[Saved data entries]
use crossterm::style::Color;

/// Design tokens for the treepick UI.
///
/// All glyphs and colors used by renderers must come from this module.
pub mod colors {
    use super::Color;

    /// #22C55E
    pub const SUCCESS: Color = Color::Green;
    /// #EF4444
    pub const ERROR: Color = Color::Red;
    /// #F59E0B
    pub const WARNING: Color = Color::Yellow;
    /// #06B6D4
    pub const INFO: Color = Color::Cyan;
    /// #6B7280
    pub const DIM: Color = Color::DarkGrey;
}

pub mod icons {
    pub const SUCCESS: &str = "✓";
    pub const ERROR: &str = "✗";
    pub const WARNING: &str = "⚠";

    // Checkbox states.
    pub const CHECKED: &str = "●";
    pub const UNCHECKED: &str = "○";

    // Tree expansion. Leaves get a spacer of the same width.
    pub const EXPANDED: &str = "▼";
    pub const COLLAPSED: &str = "▶";
    pub const SPACER: &str = " ";

    pub const CURSOR: &str = ">";
    pub const SEPARATOR: &str = "─";
}

pub mod icons_ascii {
    pub const SUCCESS: &str = "[OK]";
    pub const ERROR: &str = "[FAIL]";
    pub const WARNING: &str = "[WARN]";

    pub const CHECKED: &str = "[x]";
    pub const UNCHECKED: &str = "[ ]";

    pub const EXPANDED: &str = "[v]";
    pub const COLLAPSED: &str = "[>]";
    pub const SPACER: &str = "   ";

    pub const CURSOR: &str = ">";
    pub const SEPARATOR: &str = "-";
}

/// Glyph set resolved for one rendering pass
#[derive(Debug, Clone, Copy, PartialEq, Eq)]
pub struct Glyphs {
    pub checked: &'static str,
    pub unchecked: &'static str,
    pub expanded: &'static str,
    pub collapsed: &'static str,
    pub spacer: &'static str,
    pub cursor: &'static str,
    pub separator: &'static str,
    pub success: &'static str,
    pub warning: &'static str,
    pub error: &'static str,
}

impl Glyphs {
    pub fn new(unicode: bool) -> Self {
        if unicode {
            Self {
                checked: icons::CHECKED,
                unchecked: icons::UNCHECKED,
                expanded: icons::EXPANDED,
                collapsed: icons::COLLAPSED,
                spacer: icons::SPACER,
                cursor: icons::CURSOR,
                separator: icons::SEPARATOR,
                success: icons::SUCCESS,
                warning: icons::WARNING,
                error: icons::ERROR,
            }
        } else {
            Self {
                checked: icons_ascii::CHECKED,
                unchecked: icons_ascii::UNCHECKED,
                expanded: icons_ascii::EXPANDED,
                collapsed: icons_ascii::COLLAPSED,
                spacer: icons_ascii::SPACER,
                cursor: icons_ascii::CURSOR,
                separator: icons_ascii::SEPARATOR,
                success: icons_ascii::SUCCESS,
                warning: icons_ascii::WARNING,
                error: icons_ascii::ERROR,
            }
        }
    }

    pub fn checkbox(&self, checked: bool) -> &'static str {
        if checked {
            self.checked
        } else {
            self.unchecked
        }
    }
}
//! Tree node data structure and traversal helpers.
//!
//! A tree is an ordered slice of root nodes. Node ids are expected to be
//! unique across the whole tree; lookups walk depth-first in preorder and
//! take the first match, so duplicate ids never break a traversal.

use std::collections::HashSet;

use serde::{Deserialize, Deserializer, Serialize};

/// A node in a selection tree
#[derive(Debug, Clone, PartialEq, Eq, Serialize, Deserialize)]
pub struct TreeNode {
    /// Identifier, unique across the whole tree
    pub id: String,
    /// Display label
    #[serde(alias = "name")]
    pub label: String,
    /// Child nodes (empty for leaf nodes)
    #[serde(
        default,
        deserialize_with = "null_as_empty",
        skip_serializing_if = "Vec::is_empty"
    )]
    pub children: Vec<TreeNode>,
}

fn null_as_empty<'de, D>(deserializer: D) -> Result<Vec<TreeNode>, D::Error>
where
    D: Deserializer<'de>,
{
    Ok(Option::<Vec<TreeNode>>::deserialize(deserializer)?.unwrap_or_default())
}

impl TreeNode {
    /// Create a leaf node
    pub fn new(id: impl Into<String>, label: impl Into<String>) -> Self {
        Self {
            id: id.into(),
            label: label.into(),
            children: Vec::new(),
        }
    }

    /// Builder-style variant of [`TreeNode::add_child`]
    pub fn with_child(mut self, child: TreeNode) -> Self {
        self.children.push(child);
        self
    }

    /// Replace the children of this node
    pub fn with_children(mut self, children: Vec<TreeNode>) -> Self {
        self.children = children;
        self
    }

    /// Add a child node
    pub fn add_child(&mut self, child: TreeNode) {
        self.children.push(child);
    }

    /// Check if this is a leaf node
    pub fn is_leaf(&self) -> bool {
        self.children.is_empty()
    }

    /// Ids of this node and every node below it, in preorder.
    pub fn subtree_ids(&self) -> Vec<&str> {
        let mut ids = Vec::new();
        collect_ids(self, &mut ids);
        ids
    }

    /// Number of nodes in this subtree, including this node
    pub fn node_count(&self) -> usize {
        1 + self.children.iter().map(TreeNode::node_count).sum::<usize>()
    }

    /// Number of strict descendants
    pub fn descendant_count(&self) -> usize {
        self.node_count() - 1
    }
}

fn collect_ids<'a>(node: &'a TreeNode, out: &mut Vec<&'a str>) {
    out.push(node.id.as_str());
    for child in &node.children {
        collect_ids(child, out);
    }
}

/// Find a node by id: roots in order, depth-first preorder, first match wins.
pub fn find_node<'a>(roots: &'a [TreeNode], id: &str) -> Option<&'a TreeNode> {
    for node in roots {
        if node.id == id {
            return Some(node);
        }
        if let Some(found) = find_node(&node.children, id) {
            return Some(found);
        }
    }
    None
}

/// Every id in the tree, in preorder.
pub fn all_ids(roots: &[TreeNode]) -> Vec<&str> {
    let mut ids = Vec::new();
    for root in roots {
        collect_ids(root, &mut ids);
    }
    ids
}

/// Total number of nodes in the tree
pub fn total_count(roots: &[TreeNode]) -> usize {
    roots.iter().map(TreeNode::node_count).sum()
}

/// Ids that occur more than once, in the order their second occurrence is met.
pub fn duplicate_ids(roots: &[TreeNode]) -> Vec<String> {
    let mut seen = HashSet::new();
    let mut duplicates = Vec::new();
    for id in all_ids(roots) {
        if !seen.insert(id) && !duplicates.iter().any(|d: &String| d == id) {
            duplicates.push(id.to_string());
        }
    }
    duplicates
}
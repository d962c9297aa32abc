//! Test fixtures - tree and selection documents.

/// Mailbox folders as a bare JSON array, using `name` for labels
pub const MAILBOX_TREE_JSON: &str = r#"[
  {
    "id": "inbox",
    "name": "Inbox",
    "children": [
      { "id": "inbox-work", "name": "Work" },
      { "id": "inbox-personal", "name": "Personal" }
    ]
  },
  { "id": "sent", "name": "Sent Items" },
  { "id": "drafts", "name": "Drafts" },
  { "id": "archive", "name": "Archive" },
  { "id": "deleted", "name": "Deleted Items" }
]
"#;

/// A three-level tree under a `nodes` table
pub const PROJECT_TREE_YAML: &str = r#"nodes:
  - id: src
    label: src
    children:
      - id: src/ui
        label: ui
        children:
          - id: src/ui/render.rs
            label: render.rs
      - id: src/lib.rs
        label: lib.rs
  - id: README.md
    label: README.md
"#;

/// The same mailbox tree as TOML
pub const MAILBOX_TREE_TOML: &str = r#"
[[nodes]]
id = "inbox"
label = "Inbox"

[[nodes.children]]
id = "inbox-work"
label = "Work"

[[nodes.children]]
id = "inbox-personal"
label = "Personal"

[[nodes]]
id = "sent"
label = "Sent Items"
"#;

/// A legacy selection: a bare array of ids
pub const BARE_SELECTION_JSON: &str = r#"["inbox", "inbox-work", "inbox-personal", "sent"]"#;
//! Check command handler

use std::path::Path;

use anyhow::Result;

use treepick::tree::{find_node, SelectionTree};
use treepick::ui::json::{emit_event, events::CheckEvent};

use super::{load_selection, load_tree, unknown_node_warning, CommandContext};
use crate::cli::SourceArgs;

pub fn cmd_check(
    ctx: &CommandContext,
    source: &SourceArgs,
    node: &str,
    selection: &Path,
) -> Result<()> {
    let tree = load_tree(source, ctx)?;
    let selection = load_selection(Some(selection), &tree, ctx)?;

    let known = find_node(&tree.roots, node).is_some();
    if !known {
        ctx.warn(unknown_node_warning(node))?;
    }
    let checked = SelectionTree::new(&tree.roots).is_checked(&selection, node);

    if ctx.json {
        emit_event(&CheckEvent::new(ctx.command, node, known, checked))?;
        return ctx.complete();
    }

    let state = if checked { "checked" } else { "not checked" };
    println!("{} {}: {}", ctx.glyphs.checkbox(checked), node, state);
    Ok(())
}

#### [AIM OF THE TASK]
Working through the entries above, copy every line in which "bool" is found.

#### [ANSWER SPACE]
    pub fn new(unicode: bool) -> Self {
    pub fn checkbox(&self, checked: bool) -> &'static str {
    pub fn is_leaf(&self) -> bool {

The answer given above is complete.